Data extract:
********

//! Immutable rule index.
//!
//! # Responsibilities
//! - O(1) exact lookup keyed by (scope, path, query)
//! - Ordered list of compiled pattern rules (oldest first)
//! - Produce match candidates in precedence order
//!
//! # Design Decisions
//! - Built in one pass from the full rule set; never mutated afterwards
//! - Exact key collisions: the later-created rule wins
//! - Patterns that fail to compile are skipped, not fatal

use std::collections::HashMap;

use serde::Serialize;

use crate::model::{RedirectRule, RootNodeId};
use crate::routing::matcher::{
    AndMatcher, MatchInput, Matcher, PatternMatcher, QueryMatcher, RootScopeMatcher,
};
use crate::routing::normalize::{normalize, normalize_query};

/// Site scope of an exact entry.
#[derive(Debug, Clone, Copy, PartialEq, Eq, Hash)]
pub enum Scope {
    /// Applies to every site (`*`).
    Global,
    Root(RootNodeId),
}

impl From<Option<RootNodeId>> for Scope {
    fn from(root: Option<RootNodeId>) -> Self {
        root.map_or(Scope::Global, Scope::Root)
    }
}

/// Key of the exact-match table.
#[derive(Debug, Clone, PartialEq, Eq, Hash)]
pub struct ExactKey {
    pub scope: Scope,
    pub path: String,
    pub query: String,
}

impl ExactKey {
    pub fn new(scope: Scope, path: impl Into<String>, query: impl Into<String>) -> Self {
        Self {
            scope,
            path: path.into(),
            query: query.into(),
        }
    }

    fn for_rule(rule: &RedirectRule) -> Self {
        let normalized = normalize(rule.path(), rule.query_string().unwrap_or_default());
        Self::new(rule.root_node_id().into(), normalized.path, normalized.query)
    }
}

/// A compiled pattern rule.
#[derive(Debug)]
pub struct PatternEntry {
    rule: RedirectRule,
    guard: AndMatcher,
    pattern: PatternMatcher,
}

impl PatternEntry {
    fn compile(rule: RedirectRule) -> Result<Self, crate::error::RuleError> {
        let pattern = PatternMatcher::new(rule.path())?;
        let guard = AndMatcher::new(vec![
            Box::new(RootScopeMatcher::new(rule.root_node_id())),
            Box::new(QueryMatcher::new(rule.query_string().map(normalize_query))),
        ]);
        Ok(Self {
            rule,
            guard,
            pattern,
        })
    }

    pub fn rule(&self) -> &RedirectRule {
        &self.rule
    }

    /// Root scope and query are checked before the pattern runs.
    fn matches(&self, input: &MatchInput<'_>) -> bool {
        self.guard.matches(input) && self.pattern.matches(input)
    }

    /// Expand capture references of this entry's pattern into `template`.
    pub fn expand(&self, path: &str, template: &str) -> Option<String> {
        self.pattern.expand(path, template)
    }
}

/// A rule that matched a request, in precedence order.
#[derive(Debug, Clone, Copy)]
pub enum Candidate<'a> {
    Exact(&'a RedirectRule),
    Pattern(&'a PatternEntry),
}

impl<'a> Candidate<'a> {
    pub fn rule(&self) -> &'a RedirectRule {
        match *self {
            Candidate::Exact(rule) => rule,
            Candidate::Pattern(entry) => entry.rule(),
        }
    }

    /// Label used in logs and metrics.
    pub fn kind(&self) -> &'static str {
        match *self {
            Candidate::Exact(_) => "exact",
            Candidate::Pattern(_) => "pattern",
        }
    }
}

/// Summary of an index, reported after rebuilds.
#[derive(Debug, Clone, Copy, Default, PartialEq, Eq, Serialize)]
pub struct IndexStats {
    pub exact_rules: usize,
    pub pattern_rules: usize,
    /// Rules dropped at build time (pattern did not compile).
    pub skipped_rules: usize,
}

impl IndexStats {
    pub fn total(&self) -> usize {
        self.exact_rules + self.pattern_rules
    }
}

/// Lookup structure derived from the full rule set.
#[derive(Debug, Default)]
pub struct RuleIndex {
    exact: HashMap<ExactKey, RedirectRule>,
    patterns: Vec<PatternEntry>,
    skipped: usize,
}

impl RuleIndex {
    /// An index without rules.
    pub fn empty() -> Self {
        Self::default()
    }

    /// Build an index from a rule set. Pure: the same rules always produce
    /// the same index.
    pub fn build(rules: impl IntoIterator<Item = RedirectRule>) -> Self {
        let mut rules: Vec<RedirectRule> = rules.into_iter().collect();
        // Stable: equal timestamps keep input order.
        rules.sort_by_key(|r| r.created_utc());

        let mut index = Self::empty();
        for rule in rules {
            if rule.is_pattern() {
                let id = rule.id();
                match PatternEntry::compile(rule) {
                    Ok(entry) => index.patterns.push(entry),
                    Err(err) => {
                        tracing::warn!(rule_id = %id, error = %err, "Skipping pattern rule");
                        index.skipped += 1;
                    }
                }
                continue;
            }

            let key = ExactKey::for_rule(&rule);
            if let Some(previous) = index.exact.insert(key, rule) {
                tracing::warn!(
                    replaced = %previous.id(),
                    path = %previous.display_url(),
                    "Duplicate redirect, newer rule wins"
                );
            }
        }
        index
    }

    pub fn stats(&self) -> IndexStats {
        IndexStats {
            exact_rules: self.exact.len(),
            pattern_rules: self.patterns.len(),
            skipped_rules: self.skipped,
        }
    }

    pub fn is_empty(&self) -> bool {
        self.exact.is_empty() && self.patterns.is_empty()
    }

    /// Look up a single exact key.
    pub fn get_exact(&self, key: &ExactKey) -> Option<&RedirectRule> {
        self.exact.get(key)
    }

    /// Pattern entries in creation order.
    pub fn patterns(&self) -> &[PatternEntry] {
        &self.patterns
    }

    /// All rules matching a normalized request, best first.
    ///
    /// Exact hits come first, probed in the order
    /// `(root, path, query)`, `(root, path, "")`, `(*, path, query)`,
    /// `(*, path, "")`; then every matching pattern rule, oldest first.
    pub fn candidates<'a>(
        &'a self,
        root: Option<RootNodeId>,
        path: &'a str,
        query: &'a str,
    ) -> impl Iterator<Item = Candidate<'a>> + 'a {
        let mut scopes = Vec::with_capacity(2);
        if let Some(root) = root {
            scopes.push(Scope::Root(root));
        }
        scopes.push(Scope::Global);

        // An empty query only needs one probe per scope.
        let probes = if query.is_empty() { 1 } else { 2 };
        let mut exact: Vec<&'a RedirectRule> = Vec::with_capacity(4);
        for scope in scopes {
            for q in [query, ""].into_iter().take(probes) {
                let key = ExactKey::new(scope, path, q);
                if let Some(rule) = self.exact.get(&key) {
                    exact.push(rule);
                }
            }
        }

        let input = MatchInput { root, path, query };
        exact
            .into_iter()
            .map(Candidate::Exact)
            .chain(
                self.patterns
                    .iter()
                    .filter(move |entry| entry.matches(&input))
                    .map(Candidate::Pattern),
            )
    }
}

#[cfg(test)]
mod tests {
    use super::*;
    use crate::model::{Destination, RuleDraft};
    use chrono::{DateTime, Duration, Utc};

    fn rule(draft: RuleDraft) -> RedirectRule {
        RedirectRule::new(draft).unwrap()
    }

    fn minutes_ago(minutes: i64) -> DateTime<Utc> {
        Utc::now() - Duration::minutes(minutes)
    }

    fn ids<'a>(candidates: impl Iterator<Item = Candidate<'a>>) -> Vec<String> {
        candidates
            .map(|c| c.rule().destination().url().to_string())
            .collect()
    }

    #[test]
    fn test_exact_precedence() {
        let rules = vec![
            rule(RuleDraft::new("/a", Destination::for_url("/global"))),
            rule(RuleDraft::new("/a", Destination::for_url("/global-q")).query("x=1")),
            rule(RuleDraft::new("/a", Destination::for_url("/root")).root(RootNodeId(1))),
            rule(
                RuleDraft::new("/a", Destination::for_url("/root-q"))
                    .root(RootNodeId(1))
                    .query("x=1"),
            ),
        ];
        let index = RuleIndex::build(rules);
        assert_eq!(index.stats().exact_rules, 4);

        assert_eq!(
            ids(index.candidates(Some(RootNodeId(1)), "/a", "x=1")),
            vec!["/root-q", "/root", "/global-q", "/global"]
        );
        assert_eq!(
            ids(index.candidates(Some(RootNodeId(1)), "/a", "")),
            vec!["/root", "/global"]
        );
        assert_eq!(ids(index.candidates(None, "/a", "x=1")), vec!["/global-q", "/global"]);
        assert_eq!(ids(index.candidates(Some(RootNodeId(2)), "/a", "")), vec!["/global"]);
    }

    #[test]
    fn test_query_specific_rule_needs_query() {
        let index = RuleIndex::build(vec![rule(
            RuleDraft::new("/a", Destination::for_url("/q")).query("x=1"),
        )]);
        assert_eq!(index.candidates(None, "/a", "").count(), 0);
        assert_eq!(index.candidates(None, "/a", "x=2").count(), 0);
        assert_eq!(index.candidates(None, "/a", "x=1").count(), 1);
    }

    #[test]
    fn test_later_created_rule_wins_on_collision() {
        let older = rule(RuleDraft::new("/dup", Destination::for_url("/old")))
            .created_at(minutes_ago(10));
        let newer = rule(RuleDraft::new("/DUP/", Destination::for_url("/new")))
            .created_at(minutes_ago(5));

        // Input order must not matter.
        let index = RuleIndex::build(vec![newer.clone(), older.clone()]);
        assert_eq!(index.stats().exact_rules, 1);
        assert_eq!(ids(index.candidates(None, "/dup", "")), vec!["/new"]);
    }

    #[test]
    fn test_patterns_in_creation_order() {
        let p1 = rule(RuleDraft::new("^/blog/.*", Destination::for_url("/p1")).pattern())
            .created_at(minutes_ago(2));
        let p2 = rule(RuleDraft::new("^/blog/.*", Destination::for_url("/p2")).pattern())
            .created_at(minutes_ago(1));

        let index = RuleIndex::build(vec![p2, p1]);
        assert_eq!(ids(index.candidates(None, "/blog/post", "")), vec!["/p1", "/p2"]);
        assert_eq!(index.candidates(None, "/news", "").count(), 0);
    }

    #[test]
    fn test_pattern_scope_and_query_filters() {
        let scoped = rule(
            RuleDraft::new("^/shop", Destination::for_url("/scoped"))
                .pattern()
                .root(RootNodeId(3)),
        );
        let with_query = rule(
            RuleDraft::new("^/shop", Destination::for_url("/query"))
                .pattern()
                .query("ref=ad"),
        );
        let index = RuleIndex::build(vec![scoped, with_query]);

        assert_eq!(
            ids(index.candidates(Some(RootNodeId(3)), "/shop/x", "")),
            vec!["/scoped"]
        );
        assert!(ids(index.candidates(Some(RootNodeId(4)), "/shop/x", "")).is_empty());
        assert_eq!(ids(index.candidates(None, "/shop/x", "ref=ad")), vec!["/query"]);
    }

    #[test]
    fn test_exact_before_pattern() {
        let pattern = rule(RuleDraft::new("^/a", Destination::for_url("/pattern")).pattern());
        let exact = rule(RuleDraft::new("/a", Destination::for_url("/exact")));
        let index = RuleIndex::build(vec![pattern, exact]);
        assert_eq!(ids(index.candidates(None, "/a", "")), vec!["/exact", "/pattern"]);
    }

    #[test]
    fn test_broken_stored_pattern_is_skipped() {
        let json = serde_json::json!({
            "path": "/broken(",
            "isPattern": true,
            "destination": { "url": "/x" },
            "createdUtc": (Utc::now() - Duration::days(1)).to_rfc3339()
        });
        let broken: RedirectRule = serde_json::from_value(json).unwrap();
        let index = RuleIndex::build(vec![broken]);
        assert_eq!(
            index.stats(),
            IndexStats {
                exact_rules: 0,
                pattern_rules: 0,
                skipped_rules: 1
            }
        );
        assert!(index.is_empty());
    }
}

********

Task item: Look above for the line that contains "pub enum Scope". Starting there, transcribe every line exactly until you have copied the line that contains "pub enum Candidate<'a>".

The completed task:
pub enum Scope {
    /// Applies to every site (`*`).
    Global,
    Root(RootNodeId),
}

impl From<Option<RootNodeId>> for Scope {
    fn from(root: Option<RootNodeId>) -> Self {
        root.map_or(Scope::Global, Scope::Root)
    }
}

/// Key of the exact-match table.
#[derive(Debug, Clone, PartialEq, Eq, Hash)]
pub struct ExactKey {
    pub scope: Scope,
    pub path: String,
    pub query: String,
}

impl ExactKey {
    pub fn new(scope: Scope, path: impl Into<String>, query: impl Into<String>) -> Self {
        Self {
            scope,
            path: path.into(),
            query: query.into(),
        }
    }

    fn for_rule(rule: &RedirectRule) -> Self {
        let normalized = normalize(rule.path(), rule.query_string().unwrap_or_default());
        Self::new(rule.root_node_id().into(), normalized.path, normalized.query)
    }
}

/// A compiled pattern rule.
#[derive(Debug)]
pub struct PatternEntry {
    rule: RedirectRule,
    guard: AndMatcher,
    pattern: PatternMatcher,
}

impl PatternEntry {
    fn compile(rule: RedirectRule) -> Result<Self, crate::error::RuleError> {
        let pattern = PatternMatcher::new(rule.path())?;
        let guard = AndMatcher::new(vec![
            Box::new(RootScopeMatcher::new(rule.root_node_id())),
            Box::new(QueryMatcher::new(rule.query_string().map(normalize_query))),
        ]);
        Ok(Self {
            rule,
            guard,
            pattern,
        })
    }

    pub fn rule(&self) -> &RedirectRule {
        &self.rule
    }

    /// Root scope and query are checked before the pattern runs.
    fn matches(&self, input: &MatchInput<'_>) -> bool {
        self.guard.matches(input) && self.pattern.matches(input)
    }

    /// Expand capture references of this entry's pattern into `template`.
    pub fn expand(&self, path: &str, template: &str) -> Option<String> {
        self.pattern.expand(path, template)
    }
}

/// A rule that matched a request, in precedence order.
#[derive(Debug, Clone, Copy)]
pub enum Candidate<'a> {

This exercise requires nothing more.